Your active configuration is: [cloudshell-14650]
student@cloudshell:~ (test-project-001-402417)$ 
student@cloudshell:~ (test-project-001-402417)$ gcloud services enable sqladmin.googleapis.com \
                       compute.googleapis.com \
                       cloudresourcemanager.googleapis.com \
                       servicenetworking.googleapis.com \
                       aiplatform.googleapis.com
Operation "operations/acat.p2-4470404856-1f44ebd8-894e-4356-bea7-b84165a57442" finished successfully.

API 소개

Cloud SQL Admin API (sqladmin.googleapis.com)를 사용하면 프로그래매틱 방식으로 Cloud SQL 인스턴스를 만들고, 구성하고, 관리할 수 있습니다. MySQL, PostgreSQL, SQL Server를 지원하는 Google의 완전 관리형 관계형 데이터베이스 서비스의 제어 영역을 제공하여 프로비저닝, 백업, 고가용성, 확장과 같은 작업을 처리합니다.
Compute Engine API (compute.googleapis.com)를 사용하면 가상 머신 (VM), 영구 디스크, 네트워크 설정을 만들고 관리할 수 있습니다. 워크로드를 실행하고 많은 관리형 서비스의 기본 인프라를 호스팅하는 데 필요한 핵심 Infrastructure-as-a-Service (IaaS) 기반을 제공합니다.
Cloud Resource Manager API (cloudresourcemanager.googleapis.com)를 사용하면 Google Cloud 프로젝트의 메타데이터와 구성을 프로그래매틱 방식으로 관리할 수 있습니다. 이를 통해 리소스를 구성하고, ID 및 액세스 관리 (IAM) 정책을 처리하고, 프로젝트 계층 구조 전반에서 권한을 검증할 수 있습니다.
서비스 네트워킹 API (servicenetworking.googleapis.com)를 사용하면 가상 프라이빗 클라우드 (VPC) 네트워크와 Google의 관리형 서비스 간의 비공개 연결 설정을 자동화할 수 있습니다. AlloyDB와 같은 서비스가 다른 리소스와 안전하게 통신할 수 있도록 비공개 IP 액세스를 설정해야 합니다.
Vertex AI API (aiplatform.googleapis.com)를 사용하면 애플리케이션에서 머신러닝 모델을 빌드, 배포, 확장할 수 있습니다. 생성형 AI 모델 (예: Gemini) 및 맞춤 모델 학습에 대한 액세스를 비롯한 모든 Google Cloud AI 서비스에 대한 통합 인터페이스를 제공합니다.

4. Cloud SQL 인스턴스 만들기

Vertex AI와 데이터베이스 통합을 사용하여 Cloud SQL 인스턴스를 만듭니다.

데이터베이스 비밀번호 만들기

기본 데이터베이스 사용자의 비밀번호를 정의합니다. 직접 비밀번호를 정의하거나 무작위 함수를 사용하여 비밀번호를 생성할 수 있습니다.

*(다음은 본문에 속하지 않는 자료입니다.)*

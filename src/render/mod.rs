// Copyright 2023-5 Seth Pendergrass. See LICENSE.

//! Route output formats.

mod geojson;
mod html;

use std::{fs, path::Path};

pub use geojson::GeoJsonRenderer;
pub use html::HtmlRenderer;

use crate::{io, itinerary::Itinerary};

/// Turns an ordered route into a document.
pub trait RouteRenderer {
  /// Default output file name.
  fn file_name(&self) -> &'static str;

  fn render(&self, itinerary: &Itinerary) -> String;
}

/// Which `RouteRenderer` to use.
#[derive(Clone, Copy, Debug, Default, PartialEq, Eq, clap::ValueEnum)]
pub enum RenderFormat {
  /// Interactive Leaflet map.
  #[default]
  Html,
  /// GeoJSON feature collection.
  Geojson,
}

impl RenderFormat {
  pub fn renderer(self) -> Box<dyn RouteRenderer> {
    match self {
      RenderFormat::Html => Box::new(HtmlRenderer),
      RenderFormat::Geojson => Box::new(GeoJsonRenderer),
    }
  }
}

/// Renders `itinerary` into `output`, creating its directory if needed.
pub fn write_route(
  renderer: &dyn RouteRenderer,
  itinerary: &Itinerary,
  output: &Path,
) -> Result<(), String> {
  if let Some(dir) = output.parent().filter(|d| !d.as_os_str().is_empty()) {
    io::ensure_dir(dir)?;
  }

  fs::write(output, renderer.render(itinerary))
    .map_err(|e| format!("{}: Failed to write route ({e}).", output.display()))?;

  log::info!(
    "{}: Route with {} points written.",
    output.display(),
    itinerary.len()
  );

  Ok(())
}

export CLOUDSQL_PASSWORD=`openssl rand -hex 12`

생성된 비밀번호 값을 확인합니다.

echo $CLOUDSQL_PASSWORD

PostgreSQL용 Cloud SQL 인스턴스 만들기

Cloud SQL 인스턴스는 Google Cloud 콘솔, Terraform과 같은 자동화 도구 또는 Google Cloud SDK와 같은 다양한 방법으로 만들 수 있습니다. 실습에서는 주로 Google Cloud SDK gcloud 도구를 사용합니다. 다른 도구를 사용하여 인스턴스를 만드는 방법은 문서를 참고하세요.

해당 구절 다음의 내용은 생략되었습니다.